■ About this exercise: Throughout the listing below, copy each line containing "struct".

■ Available data:
//! Gradient-boosted trees with squared-error loss.
//!
//! Starts from the mean target and adds shallow trees fit to the current
//! residuals, each shrunk by the learning rate.

use ndarray::{Array1, ArrayView1, ArrayView2};
use rand::rngs::StdRng;
use rand::seq::index;
use rand::SeedableRng;
use serde::{Deserialize, Serialize};
use tracing::debug;

use super::tree::{RegressionTree, TreeParams};
use super::{normalize_importances, Regressor};
use crate::error::{AqiError, Result};

#[derive(Debug, Clone, PartialEq, Serialize, Deserialize)]
#[serde(default)]
pub struct BoostingParams {
    pub n_estimators: usize,
    pub learning_rate: f64,
    pub max_depth: usize,
    pub min_samples_split: usize,
    pub min_samples_leaf: usize,
    /// Fraction of rows drawn without replacement for each round.
    pub subsample: f64,
}

impl Default for BoostingParams {
    fn default() -> Self {
        BoostingParams {
            n_estimators: 200,
            learning_rate: 0.1,
            max_depth: 4,
            min_samples_split: 2,
            min_samples_leaf: 1,
            subsample: 1.0,
        }
    }
}

#[derive(Debug, Clone, PartialEq, Serialize, Deserialize)]
pub struct GradientBoosted {
    base_score: f64,
    learning_rate: f64,
    trees: Vec<RegressionTree>,
    importances: Vec<f64>,
}

impl GradientBoosted {
    pub fn fit(x: ArrayView2<'_, f64>, y: ArrayView1<'_, f64>, params: &BoostingParams, seed: u64) -> Result<Self> {
        let n = x.nrows();
        if n == 0 || n != y.len() {
            return Err(AqiError::InvalidInput(format!(
                "gradient boosting needs matching non-empty inputs, got {} rows and {} targets",
                n,
                y.len()
            )));
        }
        if !(params.learning_rate > 0.0) || !(params.subsample > 0.0 && params.subsample <= 1.0) {
            return Err(AqiError::Training(format!(
                "invalid boosting parameters: learning_rate {} subsample {}",
                params.learning_rate, params.subsample
            )));
        }

        let tree_params = TreeParams {
            max_depth: Some(params.max_depth),
            min_samples_split: params.min_samples_split,
            min_samples_leaf: params.min_samples_leaf,
            max_features: None,
        };
        let rows_per_round = ((n as f64 * params.subsample).ceil() as usize).clamp(1, n);
        let mut rng = StdRng::seed_from_u64(seed);

        let base_score = y.sum() / n as f64;
        let mut prediction = Array1::from_elem(n, base_score);
        let mut trees = Vec::with_capacity(params.n_estimators);
        let mut gains = vec![0.0; x.ncols()];

        for _ in 0..params.n_estimators {
            let residual = &y - &prediction;
            let samples = if rows_per_round < n {
                index::sample(&mut rng, n, rows_per_round).into_vec()
            } else {
                (0..n).collect()
            };
            let tree = RegressionTree::fit(x, residual.view(), samples, &tree_params, &mut rng);

            for (i, row) in x.rows().into_iter().enumerate() {
                prediction[i] += params.learning_rate * tree.predict_row(row);
            }
            for (acc, g) in gains.iter_mut().zip(tree.gains()) {
                *acc += g;
            }
            trees.push(tree);
        }
        debug!(rounds = trees.len(), "gradient boosting fitted");

        Ok(GradientBoosted {
            base_score,
            learning_rate: params.learning_rate,
            trees,
            importances: normalize_importances(&gains),
        })
    }

    pub fn n_rounds(&self) -> usize {
        self.trees.len()
    }

    pub fn feature_importances(&self) -> &[f64] {
        &self.importances
    }
}

impl Regressor for GradientBoosted {
    fn predict_row(&self, row: ArrayView1<'_, f64>) -> f64 {
        self.trees
            .iter()
            .fold(self.base_score, |acc, t| acc + self.learning_rate * t.predict_row(row))
    }
}
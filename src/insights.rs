// Descriptive statistics of the stored observations.
use serde::Serialize;
use std::collections::BTreeMap;

use crate::category::{categorize, AqiCategory};
use crate::features::{Feature, Observation, FEATURE_COUNT};

#[derive(Debug, Clone, PartialEq, Serialize)]
pub struct FeatureStats {
    pub feature: Feature,
    pub mean: f64,
    /// Sample standard deviation; 0.0 with fewer than two rows.
    pub std: f64,
    pub min: f64,
    pub max: f64,
}

#[derive(Debug, Clone, PartialEq, Serialize)]
pub struct Insights {
    pub observations: usize,
    pub feature_stats: Vec<FeatureStats>,
    /// Pearson correlation, `FEATURE_COUNT x FEATURE_COUNT` in feature order.
    pub correlation: Vec<Vec<f64>>,
    pub aqi_distribution: BTreeMap<AqiCategory, usize>,
    pub rf_importance: Option<Vec<(Feature, f64)>>,
    pub xgb_importance: Option<Vec<(Feature, f64)>>,
}

impl Insights {
    pub fn has_data(&self) -> bool {
        self.observations > 0
    }
}

/// Statistics of `rows`. Importances are filled in by the caller.
pub fn summarize(rows: &[Observation]) -> Insights {
    let columns: Vec<Vec<f64>> = (0..FEATURE_COUNT)
        .map(|j| rows.iter().map(|o| o.features.values()[j]).collect())
        .collect();

    let feature_stats = if rows.is_empty() {
        Vec::new()
    } else {
        Feature::ALL
            .iter()
            .zip(&columns)
            .map(|(&feature, col)| column_stats(feature, col))
            .collect()
    };

    let correlation = (0..FEATURE_COUNT)
        .map(|i| (0..FEATURE_COUNT).map(|j| pearson(&columns[i], &columns[j])).collect())
        .collect();

    let mut aqi_distribution = BTreeMap::new();
    for obs in rows {
        *aqi_distribution.entry(categorize(obs.aqi)).or_insert(0) += 1;
    }

    Insights {
        observations: rows.len(),
        feature_stats,
        correlation,
        aqi_distribution,
        rf_importance: None,
        xgb_importance: None,
    }
}

fn mean(values: &[f64]) -> f64 {
    values.iter().sum::<f64>() / values.len() as f64
}

fn column_stats(feature: Feature, values: &[f64]) -> FeatureStats {
    let n = values.len();
    let m = mean(values);
    let std = if n > 1 {
        (values.iter().map(|v| (v - m).powi(2)).sum::<f64>() / (n - 1) as f64).sqrt()
    } else {
        0.0
    };
    FeatureStats {
        feature,
        mean: m,
        std,
        min: values.iter().cloned().fold(f64::INFINITY, f64::min),
        max: values.iter().cloned().fold(f64::NEG_INFINITY, f64::max),
    }
}

/// 0.0 when either side has no variance.
fn pearson(a: &[f64], b: &[f64]) -> f64 {
    if a.len() < 2 {
        return 0.0;
    }
    let (ma, mb) = (mean(a), mean(b));
    let mut cov = 0.0;
    let mut va = 0.0;
    let mut vb = 0.0;
    for (x, y) in a.iter().zip(b) {
        cov += (x - ma) * (y - mb);
        va += (x - ma).powi(2);
        vb += (y - mb).powi(2);
    }
    if va <= 0.0 || vb <= 0.0 {
        return 0.0;
    }
    cov / (va.sqrt() * vb.sqrt())
}

/// Pair importances with their features, largest first.
pub fn ranked_importances(values: &[f64]) -> Vec<(Feature, f64)> {
    let mut ranked: Vec<(Feature, f64)> = Feature::ALL.iter().copied().zip(values.iter().copied()).collect();
    ranked.sort_by(|a, b| b.1.total_cmp(&a.1));
    ranked
}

■ Solution to the problem:
pub struct BoostingParams {
pub struct GradientBoosted {
pub struct FeatureStats {
pub struct Insights {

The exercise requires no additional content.